Mr Burnham told the BBC he wanted to join up the dots from previous reports in places like Rotherham and Telford.

He said: “In my view, the Government was right to reject that form of opportunism. But I did hear last night coming out of the debate, ministers saying they are open to discussing issues now with survivors.

“And I will add my voice into this and say I do think there is the case for a limited national inquiry that draws on reviews like the one that I commissioned and the one we’ve seen in Rotherham, the one we’ve seen in Telford, to draw out some of these national issues, and compel people to give evidence who then may have charges to answer and be held to account.

“That is something I couldn’t do at my level.”

But this morning, the Culture Secretary hit back, warning more inquiries risk betraying victims who have already waited too long for justice.

Asked about his intervention, she told ITV’s Good Morning Britain: “I get the point that Andy’s making. He said that there was a case for a smaller, more limited national inquiry into the specific issues that the inquiry that he instigated could not pick up.

“I do understand that because the inquiry that we had here in Greater Manchester, astonishingly, some of the Greater Manchester Police officers refused to even take part, and the local inquiry couldn’t compel them to do so.”

She added: “But I do disagree with Andy actually.

“The reason that the Theresa May government set up a national inquiry, which ran for seven years and took evidence from thousands of victims, is precisely because of the points that Andy made.

“That inquiry found what every inquiry has found, that young girls weren’t believed because they were young, they were female, and they were working class, and that the systems that were supposed to protect them protected themselves instead of protecting those brave young victims.”

Ms Nandy’s opposition to Mr Burnham’s intervention came after Downing Street also shut down the suggestion, arguing another inquiry would merely mean further “delay”.

But the Mancher Mayor’s comments pile more pressure on the PM after he blocked a Conservative attempt to force an investigation earlier this week.

Tory Shadow Home Secretary Chris Philp said politicians and officials who hushed up child rape gangs for years must face their “day of reckoning”.

He told The Sun’s Never Mind The Ballots show: “I want to know who covered this up.

“I want to know who failed these victims by being negligent, by disbelieving their accounts.
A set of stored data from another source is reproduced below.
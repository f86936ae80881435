//! SignalAggregator: joins per-family signal tables on (slug, timestamp).
//!
//! The join is a full outer join. A row survives the null filter when it
//! belongs to the reference slug or when every signal column is present;
//! surviving gaps are filled with 0 (neutral). Tallies are computed per
//! column over the filled values, so bullish + bearish + neutral always
//! equals the number of signal columns.

use std::collections::{BTreeMap, HashMap};

use serde::{Deserialize, Serialize};
use thiserror::Error;
use tracing::{info, warn};

use crate::domain::RowKey;
use crate::score::ScoreBucket;
use crate::signals::SignalTable;
use crate::snapshot::{latest_indices, LatestPolicy};

/// What to do when two input tables carry a column with the same name.
#[derive(Debug, Clone, Copy, Default, PartialEq, Eq, Serialize, Deserialize)]
#[serde(rename_all = "snake_case")]
pub enum DuplicateColumnPolicy {
    /// Abort the aggregation.
    #[default]
    FailFast,
    /// The first table (in input order) keeps the column; later copies are
    /// dropped and logged.
    KeepFirst,
}

#[derive(Debug, Clone, PartialEq)]
pub struct AggregateOptions {
    pub reference_slug: String,
    pub duplicate_columns: DuplicateColumnPolicy,
}

impl Default for AggregateOptions {
    fn default() -> Self {
        Self {
            reference_slug: "bitcoin".to_string(),
            duplicate_columns: DuplicateColumnPolicy::FailFast,
        }
    }
}

#[derive(Debug, Error, PartialEq)]
pub enum AggregateError {
    #[error("no signal tables to aggregate")]
    NoTables,

    #[error("column '{column}' appears in both '{first}' and '{second}'")]
    ColumnCollision {
        column: String,
        first: String,
        second: String,
    },
}

/// A signal table with the name of the table it came from.
#[derive(Debug, Clone, PartialEq)]
pub struct NamedSignals {
    pub name: String,
    pub table: SignalTable,
}

impl NamedSignals {
    pub fn new(name: impl Into<String>, table: SignalTable) -> Self {
        Self {
            name: name.into(),
            table,
        }
    }
}

/// A joined, null-filled signal column.
#[derive(Debug, Clone, PartialEq)]
pub struct AggregatedColumn {
    pub name: String,
    pub bucket: Option<ScoreBucket>,
    pub values: Vec<i8>,
}

#[derive(Debug, Clone, PartialEq)]
pub struct AggregatedSignals {
    keys: Vec<RowKey>,
    columns: Vec<AggregatedColumn>,
    bullish: Vec<u32>,
    bearish: Vec<u32>,
    neutral: Vec<u32>,
}

impl AggregatedSignals {
    pub fn len(&self) -> usize {
        self.keys.len()
    }

    pub fn is_empty(&self) -> bool {
        self.keys.is_empty()
    }

    pub fn keys(&self) -> &[RowKey] {
        &self.keys
    }

    pub fn columns(&self) -> &[AggregatedColumn] {
        &self.columns
    }

    pub fn column(&self, name: &str) -> Option<&AggregatedColumn> {
        self.columns.iter().find(|c| c.name == name)
    }

    pub fn bullish(&self) -> &[u32] {
        &self.bullish
    }

    pub fn bearish(&self) -> &[u32] {
        &self.bearish
    }

    pub fn neutral(&self) -> &[u32] {
        &self.neutral
    }

    pub fn select_rows(&self, indices: &[usize]) -> Self {
        let pick = |v: &[u32]| -> Vec<u32> { indices.iter().map(|&i| v[i]).collect() };
        Self {
            keys: indices.iter().map(|&i| self.keys[i].clone()).collect(),
            columns: self
                .columns
                .iter()
                .map(|c| AggregatedColumn {
                    name: c.name.clone(),
                    bucket: c.bucket,
                    values: indices.iter().map(|&i| c.values[i]).collect(),
                })
                .collect(),
            bullish: pick(&self.bullish),
            bearish: pick(&self.bearish),
            neutral: pick(&self.neutral),
        }
    }

    pub fn select_latest(&self, policy: LatestPolicy) -> Self {
        self.select_rows(&latest_indices(&self.keys, policy))
    }
}

/// Outer-join `tables`, filter, fill and tally.
pub fn aggregate(
    tables: &[NamedSignals],
    options: &AggregateOptions,
) -> Result<AggregatedSignals, AggregateError> {
    if tables.is_empty() {
        return Err(AggregateError::NoTables);
    }

    // (table index, column index) of every column that makes it into the output.
    let mut owners: HashMap<&str, &str> = HashMap::new();
    let mut selected: Vec<(usize, usize)> = Vec::new();
    for (t, named) in tables.iter().enumerate() {
        for (c, column) in named.table.columns().iter().enumerate() {
            if let Some(&first) = owners.get(column.name.as_str()) {
                match options.duplicate_columns {
                    DuplicateColumnPolicy::FailFast => {
                        return Err(AggregateError::ColumnCollision {
                            column: column.name.clone(),
                            first: first.to_string(),
                            second: named.name.clone(),
                        });
                    }
                    DuplicateColumnPolicy::KeepFirst => {
                        warn!(
                            column = %column.name,
                            kept = first,
                            dropped = %named.name,
                            "duplicate signal column dropped"
                        );
                        continue;
                    }
                }
            }
            owners.insert(column.name.as_str(), named.name.as_str());
            selected.push((t, c));
        }
    }

    // Union of keys, in (slug, timestamp) order, with each table's row index.
    let mut rows: BTreeMap<&RowKey, Vec<Option<usize>>> = BTreeMap::new();
    for (t, named) in tables.iter().enumerate() {
        for (i, key) in named.table.keys().iter().enumerate() {
            rows.entry(key).or_insert_with(|| vec![None; tables.len()])[t] = Some(i);
        }
    }

    let joined = rows.len();
    let mut keys = Vec::with_capacity(joined);
    let mut values: Vec<Vec<i8>> = vec![Vec::with_capacity(joined); selected.len()];
    let mut row_values: Vec<Option<i8>> = Vec::with_capacity(selected.len());
    for (key, positions) in rows {
        row_values.clear();
        row_values.extend(selected.iter().map(|&(t, c)| {
            positions[t].and_then(|i| tables[t].table.columns()[c].values[i])
        }));
        let complete = row_values.iter().all(Option::is_some);
        if !complete && key.slug != options.reference_slug {
            continue;
        }
        keys.push(key.clone());
        for (out, v) in values.iter_mut().zip(&row_values) {
            out.push(v.unwrap_or(0));
        }
    }

    let columns: Vec<AggregatedColumn> = selected
        .iter()
        .zip(values)
        .map(|(&(t, c), values)| {
            let source = &tables[t].table.columns()[c];
            AggregatedColumn {
                name: source.name.clone(),
                bucket: source.bucket,
                values,
            }
        })
        .collect();

    let (bullish, bearish, neutral) = tally(&columns, keys.len());
    info!(
        tables = tables.len(),
        columns = columns.len(),
        joined,
        kept = keys.len(),
        "signals aggregated"
    );

    Ok(AggregatedSignals {
        keys,
        columns,
        bullish,
        bearish,
        neutral,
    })
}

/// Column-wise bullish/bearish/neutral counts per row.
fn tally(columns: &[AggregatedColumn], rows: usize) -> (Vec<u32>, Vec<u32>, Vec<u32>) {
    let mut bullish = vec![0u32; rows];
    let mut bearish = vec![0u32; rows];
    for column in columns {
        for (i, &v) in column.values.iter().enumerate() {
            bullish[i] += u32::from(v > 0);
            bearish[i] += u32::from(v < 0);
        }
    }
    let total = columns.len() as u32;
    let neutral = bullish
        .iter()
        .zip(&bearish)
        .map(|(b, s)| total - b - s)
        .collect();
    (bullish, bearish, neutral)
}

#[cfg(test)]
mod tests {
    use super::*;
    use crate::signals::SignalColumn;
    use chrono::{NaiveDate, NaiveDateTime};

    fn ts(day: u32) -> NaiveDateTime {
        NaiveDate::from_ymd_opt(2024, 1, day)
            .unwrap()
            .and_hms_opt(0, 0, 0)
            .unwrap()
    }

    fn table(keys: &[(&str, u32)], columns: &[(&str, &[Option<i8>])]) -> SignalTable {
        let keys = keys.iter().map(|&(s, d)| RowKey::new(s, ts(d))).collect();
        columns
            .iter()
            .fold(SignalTable::new(keys), |t, (name, values)| {
                t.with_column(SignalColumn {
                    name: name.to_string(),
                    bucket: Some(ScoreBucket::Momentum),
                    values: values.to_vec(),
                })
                .unwrap()
            })
    }

    fn options(reference: &str) -> AggregateOptions {
        AggregateOptions {
            reference_slug: reference.to_string(),
            ..AggregateOptions::default()
        }
    }

    #[test]
    fn outer_join_keeps_reference_rows_and_fills_zero() {
        let a = table(&[("x", 1), ("x", 2)], &[("a_sig", &[Some(1), Some(-1)])]);
        let b = table(&[("x", 1)], &[("b_sig", &[Some(1)])]);
        let agg = aggregate(
            &[NamedSignals::new("a", a), NamedSignals::new("b", b)],
            &options("x"),
        )
        .unwrap();
        assert_eq!(agg.len(), 2);
        assert_eq!(agg.column("a_sig").unwrap().values, vec![1, -1]);
        assert_eq!(agg.column("b_sig").unwrap().values, vec![1, 0]);
        assert_eq!(agg.bullish(), &[2, 0]);
        assert_eq!(agg.bearish(), &[0, 1]);
        assert_eq!(agg.neutral(), &[0, 1]);
    }

    #[test]
    fn incomplete_rows_of_other_slugs_are_dropped() {
        let a = table(
            &[("bitcoin", 1), ("ether", 1), ("ether", 2)],
            &[("a_sig", &[Some(1), Some(1), None])],
        );
        let b = table(&[("ether", 1)], &[("b_sig", &[Some(0)])]);
        let agg = aggregate(
            &[NamedSignals::new("a", a), NamedSignals::new("b", b)],
            &options("bitcoin"),
        )
        .unwrap();
        let slugs: Vec<(&str, NaiveDateTime)> =
            agg.keys().iter().map(|k| (k.slug.as_str(), k.timestamp)).collect();
        assert_eq!(slugs, vec![("bitcoin", ts(1)), ("ether", ts(1))]);
    }

    #[test]
    fn tallies_always_sum_to_column_count() {
        let a = table(
            &[("x", 1), ("x", 2), ("x", 3)],
            &[
                ("s1", &[Some(1), None, Some(-1)]),
                ("s2", &[Some(0), Some(-1), Some(-1)]),
                ("s3", &[None, None, Some(1)]),
            ],
        );
        let agg = aggregate(&[NamedSignals::new("a", a)], &options("x")).unwrap();
        for i in 0..agg.len() {
            assert_eq!(agg.bullish()[i] + agg.bearish()[i] + agg.neutral()[i], 3);
        }
    }

    #[test]
    fn duplicate_columns_fail_fast_by_default() {
        let a = table(&[("x", 1)], &[("dup", &[Some(1)])]);
        let b = table(&[("x", 1)], &[("dup", &[Some(-1)])]);
        let err = aggregate(
            &[NamedSignals::new("a", a), NamedSignals::new("b", b)],
            &options("x"),
        )
        .unwrap_err();
        assert_eq!(
            err,
            AggregateError::ColumnCollision {
                column: "dup".into(),
                first: "a".into(),
                second: "b".into(),
            }
        );
    }

    #[test]
    fn keep_first_drops_later_duplicates() {
        let a = table(&[("x", 1)], &[("dup", &[Some(1)])]);
        let b = table(&[("x", 1)], &[("dup", &[Some(-1)]), ("b_sig", &[Some(0)])]);
        let opts = AggregateOptions {
            duplicate_columns: DuplicateColumnPolicy::KeepFirst,
            ..options("x")
        };
        let agg = aggregate(
            &[NamedSignals::new("a", a), NamedSignals::new("b", b)],
            &opts,
        )
        .unwrap();
        assert_eq!(agg.columns().len(), 2);
        assert_eq!(agg.column("dup").unwrap().values, vec![1]);
    }

    #[test]
    fn no_tables_is_an_error() {
        assert_eq!(
            aggregate(&[], &AggregateOptions::default()).unwrap_err(),
            AggregateError::NoTables
        );
    }
}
I want to see a day of reckoning for those people who did not do their job properly.”

He admitted Elon Musk’s relentless social media posts had “raised the salience” of the horrors by largely Pakistani-heritage men that shook northern towns.

It comes as fresh analysis revealed grooming gangs were behind nearly two child sexual abuse offences a day last year.

Figures from the Hydrant Programme revealed 717 child sexual exploitation crimes linked to grooming gangs in 2023, with 572 reported in the first nine months of 2024.

The programme was launched following Alexis Jay’s scathing 2022 report highlighting failures to gather quality data on offenders and victims.

Her findings warned that poor data collection had fueled an “uninformed debate” over the ethnic backgrounds of abusers.

The data from all 43 police forces in England and Wales showed “group-based” offences made up 3.7 per cent of child sexual abuse cases in 2023, with 17 per cent linked to grooming gangs.

Most perpetrators – 83 per cent – were white, while 7 per cent were Asian, 5 per cent black, and 3 per cent mixed race.

Richard Fewkes, who leads the Hydrant Programme, said there was no evidence any ethnicity was over-represented relative to the UK population.

He told The Telegraph: “In very general terms, what we see across all group based offending is that no particular ethnicity stands out based on population data.”

But he warned the focus on grooming gangs could overshadow victims of family abuse, the most common form of group-based child sexual offences.

The current row over the subject was triggered after it was reported the government had refused Oldham Council’s request for a government-led inquiry into historical child sexual exploitation.

Tech giant Elon Musk has since made several incendiary interventions on the subject, including accusing Sir Keir of being “complicit in the rape of Britain”.